My mother came to walk alongside me as I noticed a parked school bus. Brilliant yellow, unmistakably school bus yellow. It was small…a seat row larger than the one D and I rode to school during those two years we were living on the farm.
She and I reminisced about the scent of fresh baked bread that would welcome D and I home and the school dresses she made at the beginning of the 4th grade. I think there is a first day of the fourth grade photograph in which I’m wearing one of those dresses. Smiling…hanging on a wooden aged fence.

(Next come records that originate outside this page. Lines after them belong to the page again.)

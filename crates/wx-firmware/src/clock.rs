use embassy_time::Instant;
use embedded_sdmmc::{TimeSource, Timestamp};
use wx_core::time::{Clock, DateTime};

/// Wall-clock time as a fixed epoch plus time since boot.
///
/// The station has no RTC or time sync, so every boot starts counting from
/// the same epoch again.
#[derive(Debug, Clone, Copy)]
pub struct UptimeClock {
    epoch_secs: u64,
}

impl UptimeClock {
    pub const fn new(epoch_secs: u64) -> Self {
        Self { epoch_secs }
    }
}

impl Clock for UptimeClock {
    fn now(&self) -> DateTime {
        DateTime::from_unix_secs(self.epoch_secs + Instant::now().as_secs())
    }
}

impl TimeSource for UptimeClock {
    fn get_timestamp(&self) -> Timestamp {
        let now = self.now();
        Timestamp::from_calendar(now.year, now.month, now.day, now.hour, now.minute, now.second)
            .unwrap_or(Timestamp {
                year_since_1970: 0,
                zero_indexed_month: 0,
                zero_indexed_day: 0,
                hours: 0,
                minutes: 0,
                seconds: 0,
            })
    }
}
use embedded_hal::digital::{InputPin, PinState};
use embedded_hal_async::delay::DelayNs;
use log::{debug, warn};

use super::accumulator::PulseAccumulator;
use embassy_sync::blocking_mutex::raw::RawMutex;

/// Falling-edge detector for a polled, active-low input.
///
/// A tip is reported when the previous sample was high and the current one
/// is low; a line held low reports nothing further until it has gone high
/// again. The first sample is compared against a low level, so a line that
/// starts low does not count.
#[derive(Debug, Clone, Copy)]
pub struct EdgeDetector {
    last: PinState,
}

impl Default for EdgeDetector {
    fn default() -> Self {
        Self::new()
    }
}

impl EdgeDetector {
    pub const fn new() -> Self {
        Self {
            last: PinState::Low,
        }
    }

    /// Feeds one sample, returning `true` on a high-to-low transition.
    pub fn observe(&mut self, level: PinState) -> bool {
        let falling = self.last == PinState::High && level == PinState::Low;
        self.last = level;
        falling
    }
}

/// Counts gauge tips into a shared [`PulseAccumulator`].
pub struct PulseCounter<'a, M: RawMutex> {
    pulses: &'a PulseAccumulator<M>,
    edges: EdgeDetector,
}

impl<'a, M: RawMutex> PulseCounter<'a, M> {
    pub const fn new(pulses: &'a PulseAccumulator<M>) -> Self {
        Self {
            pulses,
            edges: EdgeDetector::new(),
        }
    }

    /// Processes one sample of the gauge line, returning whether it counted a tip.
    pub fn sample(&mut self, level: PinState) -> bool {
        let tipped = self.edges.observe(level);
        if tipped {
            self.pulses.increment();
            debug!("Rain gauge tip");
        }
        tipped
    }

    /// Reads the pin once and processes the result.
    ///
    /// A failed read skips the sample and leaves the previous level in place.
    pub fn poll<P: InputPin>(&mut self, pin: &mut P) -> bool {
        match pin.is_high() {
            Ok(high) => self.sample(PinState::from(high)),
            Err(e) => {
                warn!("Rain gauge pin read failed: {:?}", e);
                false
            }
        }
    }

    /// Polls the gauge forever, sleeping `interval_ms` between samples.
    pub async fn run<P: InputPin, D: DelayNs>(
        &mut self,
        mut pin: P,
        mut delay: D,
        interval_ms: u32,
    ) -> ! {
        loop {
            self.poll(&mut pin);
            delay.delay_ms(interval_ms).await;
        }
    }
}

#[cfg(test)]
mod tests {
    use super::*;
    use core::convert::Infallible;
    use embassy_sync::blocking_mutex::raw::NoopRawMutex;
    use std::vec::Vec;

    use PinState::{High, Low};

    fn count_edges(levels: &[PinState]) -> u32 {
        let pulses = PulseAccumulator::<NoopRawMutex>::new();
        let mut counter = PulseCounter::new(&pulses);
        for &level in levels {
            counter.sample(level);
        }
        pulses.drain_and_reset()
    }

    #[test]
    fn counts_once_per_falling_edge_not_per_low_sample() {
        let levels = [High, High, Low, Low, Low, Low, High, Low, Low, High];
        assert_eq!(count_edges(&levels), 2);
    }

    #[test]
    fn line_starting_low_is_not_a_tip() {
        assert_eq!(count_edges(&[Low, Low, Low]), 0);
        assert_eq!(count_edges(&[Low, High, Low]), 1);
    }

    #[test]
    fn n_edges_without_drain_are_all_counted() {
        let mut levels = Vec::new();
        for _ in 0..250 {
            levels.extend_from_slice(&[High, High, Low, Low]);
        }
        assert_eq!(count_edges(&levels), 250);
    }

    struct ScriptedPin {
        levels: Vec<Result<bool, ()>>,
    }

    #[derive(Debug)]
    struct PinFault;

    impl embedded_hal::digital::Error for PinFault {
        fn kind(&self) -> embedded_hal::digital::ErrorKind {
            embedded_hal::digital::ErrorKind::Other
        }
    }

    impl embedded_hal::digital::ErrorType for ScriptedPin {
        type Error = PinFault;
    }

    impl InputPin for ScriptedPin {
        fn is_high(&mut self) -> Result<bool, Self::Error> {
            self.levels.remove(0).map_err(|_| PinFault)
        }

        fn is_low(&mut self) -> Result<bool, Self::Error> {
            self.is_high().map(|high| !high)
        }
    }

    #[test]
    fn failed_read_keeps_previous_level() {
        let pulses = PulseAccumulator::<NoopRawMutex>::new();
        let mut counter = PulseCounter::new(&pulses);
        let mut pin = ScriptedPin {
            levels: [Ok(true), Err(()), Ok(false), Ok(false)].into_iter().collect(),
        };

        let tips: Vec<bool> = (0..4).map(|_| counter.poll(&mut pin)).collect();

        assert_eq!(tips, [false, false, true, false]);
        assert_eq!(pulses.drain_and_reset(), 1);
    }

    struct AlwaysHigh;

    impl embedded_hal::digital::ErrorType for AlwaysHigh {
        type Error = Infallible;
    }

    impl InputPin for AlwaysHigh {
        fn is_high(&mut self) -> Result<bool, Self::Error> {
            Ok(true)
        }

        fn is_low(&mut self) -> Result<bool, Self::Error> {
            Ok(false)
        }
    }

    #[test]
    fn idle_line_never_counts() {
        let pulses = PulseAccumulator::<NoopRawMutex>::new();
        let mut counter = PulseCounter::new(&pulses);
        let mut pin = AlwaysHigh;
        for _ in 0..100 {
            assert!(!counter.poll(&mut pin));
        }
        assert_eq!(pulses.drain_and_reset(), 0);
    }
}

She silently listened as I thought of school, friends, 4-H, swimming, and reading. Today, I suddenly realized that it never came into my mind to consider what life was for her living on the farm with four children in a 10-wide trailer away from family and friends. She in Colorado. They in Oregon/California. No phone…just the postal service. No radio. No television.
Silence. Silence was her life-long companion. The silence I recently have become acquainted with when a snippet of the mediation bell simply disappears.
She trusted life within that small rural community. She never said, “No” to weekends away from home…sleep overs that began on a Friday after school and ended on Sunday after church. She never questioned which church. There was that moment she did frown and say, “I don’t like that” as I described a Sunday service.
She greeted each friend that walked into the home with a smile…the authentic smile…the eye smile.
After we moved into town I roamed through a backyard that extended south to the Yampa River, north over the creek and up the hill behind our home, and to the eastern and western edges of town.
During that summer the only concerns she expressed was to be home before dark and to wait an hour after eating as I would join a group of friends on the dirt path to the Yampa river with worn, faded, and tattered bath towels draped over our shoulders. Black inner tubes of various sizes dragged behind us filling the air with the pungent scent of faded rough rubber. The sounds of splashing water and laughter would fill the air as we gathered along the river bank and swam to the sandbar.
No parents…no supervision. Freedom. My mother gifted me freedom.